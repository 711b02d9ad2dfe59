//! # copilot-agent - Retail Analytics Copilot
//!
//! Answers analytic questions over a retail dataset by combining document
//! retrieval, query generation and execution, and answer synthesis,
//! orchestrated as a directed workflow with conditional branching and a
//! bounded repair loop on top of [`flowgraph_core`].
//!
//! ## Architecture
//!
//! - [`state`]: the [`WorkflowState`](state::WorkflowState) record
//!   threaded through every node, with closed enums for routes, format
//!   hints, and answers.
//! - [`collab`]: the replaceable strategy seams (classification, ranking,
//!   query generation, query execution, synthesis), injected as a
//!   [`Collaborators`](collab::Collaborators) bundle.
//! - [`nodes`] / [`graph`]: the eight workflow nodes, the condition
//!   functions, and [`build_graph`](graph::build_graph).
//! - [`heuristics`], [`extract`], [`templates`], [`retrieval`],
//!   [`sqlite`], [`synthesis`]: the deterministic default strategies used
//!   for batch runs and as in-node fallbacks.
//! - [`validate`]: the pure answer validity check driving the repair
//!   loop.
//! - [`batch`]: JSONL-shaped question/answer records and the sequential
//!   batch driver.
//!
//! ## Failure model
//!
//! Collaborator failures never escape a node: every node catches them and
//! degrades (keyword routing, empty query, error-carrying query result,
//! last-known answer). A run always terminates with a best-effort answer,
//! a confidence score, and whatever failure reasons the validator left in
//! place; callers inspect those rather than relying on run success. The
//! only aborting error class is a graph wiring defect, surfaced as
//! [`GraphError::Configuration`](flowgraph_core::GraphError::Configuration).

pub mod batch;
pub mod collab;
pub mod extract;
pub mod graph;
pub mod heuristics;
pub mod nodes;
pub mod retrieval;
pub mod sqlite;
pub mod state;
pub mod synthesis;
pub mod templates;
pub mod validate;

pub use batch::{run_batch, AnswerRecord, QuestionRecord};
pub use collab::{
    CollabError, Collaborators, DocumentRanker, QueryExecutor, QueryGenerator, RouteClassifier,
    Synthesis, SynthesisRequest, Synthesizer,
};
pub use graph::{build_graph, REPAIR_LIMIT, TOP_K};
pub use heuristics::KeywordClassifier;
pub use retrieval::TfIdfRetriever;
pub use sqlite::SqliteExecutor;
pub use state::{
    rag_only, Answer, Constraints, DocumentChunk, FormatHint, QueryResult, Route, TraceEntry,
    WorkflowState,
};
pub use synthesis::DeterministicSynthesizer;
pub use templates::TemplateSqlGenerator;
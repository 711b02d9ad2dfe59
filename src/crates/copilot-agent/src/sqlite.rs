//! SQLite-backed query execution and schema introspection
//!
//! The default [`QueryExecutor`](crate::collab::QueryExecutor) for batch
//! runs. Every execution failure (bad SQL, missing table, unreadable
//! file) comes back as data in [`QueryResult::error`]; nothing here
//! panics or propagates into the workflow.

use std::path::Path;
use std::sync::Mutex;

use async_trait::async_trait;
use rusqlite::types::ValueRef;
use rusqlite::Connection;
use serde_json::{json, Value};

use crate::collab::{CollabError, QueryExecutor};
use crate::state::QueryResult;

/// Tables of the Northwind retail schema, in canonical spelling, used to
/// derive table citations from query text.
const KNOWN_TABLES: &[&str] = &[
    "Orders",
    "Order Details",
    "Products",
    "Customers",
    "Categories",
    "Suppliers",
    "Employees",
    "Shippers",
];

/// [`QueryExecutor`] over a SQLite database file.
pub struct SqliteExecutor {
    conn: Mutex<Connection>,
}

impl SqliteExecutor {
    /// Open the database at `path`.
    pub fn open(path: impl AsRef<Path>) -> Result<Self, CollabError> {
        let conn = Connection::open(path.as_ref())
            .map_err(|e| CollabError::Unavailable(e.to_string()))?;
        Ok(Self::from_connection(conn))
    }

    /// Wrap an existing connection (e.g. in-memory, for tests).
    pub fn from_connection(conn: Connection) -> Self {
        Self {
            conn: Mutex::new(conn),
        }
    }

    fn run(&self, sql: &str) -> rusqlite::Result<QueryResult> {
        let conn = self.conn.lock().expect("sqlite connection lock poisoned");
        let mut stmt = conn.prepare(sql)?;
        let columns: Vec<String> = stmt.column_names().iter().map(|c| c.to_string()).collect();
        let width = columns.len();

        let mut rows = Vec::new();
        let mut raw = stmt.query([])?;
        while let Some(row) = raw.next()? {
            let mut values = Vec::with_capacity(width);
            for i in 0..width {
                values.push(match row.get_ref(i)? {
                    ValueRef::Null => Value::Null,
                    ValueRef::Integer(v) => json!(v),
                    ValueRef::Real(v) => json!(v),
                    ValueRef::Text(bytes) => json!(String::from_utf8_lossy(bytes)),
                    ValueRef::Blob(bytes) => json!(format!("<{} byte blob>", bytes.len())),
                });
            }
            rows.push(values);
        }

        Ok(QueryResult {
            columns,
            rows,
            error: None,
            tables_used: tables_in_query(sql),
        })
    }

    fn introspect(&self) -> rusqlite::Result<String> {
        let conn = self.conn.lock().expect("sqlite connection lock poisoned");
        let mut parts = Vec::new();

        let mut stmt =
            conn.prepare("SELECT name FROM sqlite_master WHERE type='table' ORDER BY name")?;
        let names = stmt
            .query_map([], |row| row.get::<_, String>(0))?
            .collect::<rusqlite::Result<Vec<String>>>()?;

        for name in names.iter().filter(|n| !n.starts_with("sqlite_")) {
            parts.push(format!("\nTable: {name}"));
            let mut columns = conn.prepare(&format!("PRAGMA table_info(\"{name}\")"))?;
            let infos = columns
                .query_map([], |row| {
                    Ok((row.get::<_, String>(1)?, row.get::<_, String>(2)?))
                })?
                .collect::<rusqlite::Result<Vec<(String, String)>>>()?;
            for (column, kind) in infos {
                parts.push(format!("  {column} ({kind})"));
            }
        }

        Ok(parts.join("\n"))
    }
}

#[async_trait]
impl QueryExecutor for SqliteExecutor {
    async fn schema(&self) -> Result<String, CollabError> {
        self.introspect()
            .map_err(|e| CollabError::Backend(e.to_string()))
    }

    async fn execute(&self, sql: &str) -> QueryResult {
        match self.run(sql) {
            Ok(result) => result,
            Err(e) => QueryResult::failed(e.to_string()),
        }
    }
}

/// Canonical names of the known tables mentioned in `sql`.
pub fn tables_in_query(sql: &str) -> Vec<String> {
    let upper = sql.to_uppercase();
    KNOWN_TABLES
        .iter()
        .filter(|table| upper.contains(&table.to_uppercase()))
        .map(|table| table.to_string())
        .collect()
}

▶ TASK INSTRUCTIONS: Using the entries, return every line where the word "prepare" can be found.

▶ RESPONSE FOR THIS EXERCISE:
        let mut stmt = conn.prepare(sql)?;
            conn.prepare("SELECT name FROM sqlite_master WHERE type='table' ORDER BY name")?;
            let mut columns = conn.prepare(&format!("PRAGMA table_info(\"{name}\")"))?;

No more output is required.